"Penasaran! Gimana rasanya jadi Ayah!"
Pada Hari Ayah Internasional kemarin (Diperingati setiap tangggal 21 Juni). Aku membaca salah satu komentar di linimasa akun facebook-ku. Setelah mengunggah status "Selamat Hari Ayah!"
Terlepas, apatah itu memang penasaran sungguhan, atau sekedar meramaikan komentar. Namun, menyigi pemilik komentar adalah laki-laki yang masih kategori usia remaja. Malah gantian aku yang jadi penasaran, sekaligus berhati-hati membalas komentar. Haha..
Gegara komentar itu, aku malah kepikiran tentang maraknya pernikahan pada usia muda. Contohnya, sila simak berita para pesohor tanah air. Akan ada berita peristiwa perceraian selebriti, padahal pernikahan itu terkadang baru seumur jagung. Hiks...
Miris? Entahlah! Mengkhawatirkan? Pasti! Aku menyadari, jika keputusan menikah adalah ranah pribadi atau privat. Namun, hematku, dampak perceraian itu tak hanya melibatkan pasangan yang bercerai, namun juga penyertaan keluarga besar, tetangga atau teman dekat, kan?

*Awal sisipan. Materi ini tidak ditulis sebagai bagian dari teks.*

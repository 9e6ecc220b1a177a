//! Storage module for configuration.

pub mod config;

pub use config::{
    get_config_path, get_data_dir, load_config, load_config_from, save_config, save_config_to,
    AppConfig, ConfigError, DemoSettings, DeviceSettings, PowerSegment, SimulationSettings,
};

Akhirnya, perceraian itu akan "bersentuhan" dengan area publik, tah? Halah, ngapain membahas pernikahan dan perceraian! Jadi, aku berikan saja jawaban singkat yang kuanggap masuk wilayah aman.
"Rasa jadi Ayah? Belajar dulu menjadi lelaki, terus menjadi suami. Akan tahu rasanya jadi ayah!" Â
Sebelumnya, maafkanlah jika aku membuat tahapan itu. Aku tulis saja, beberapa pengalaman dan pengamatanku, kenapa bisa begitu, ya?
Semasa kecil. Selain nama sebagai identitas diri. Jika jatuh dari sepeda dan terluka tapi tak menangis, dianggap laki-laki. Jika tak diajak teman bermain bola di sawah tapi tak merajuk, dianggap laki-laki. Saat itu, begitu mudahnya syarat menjadi lelaki.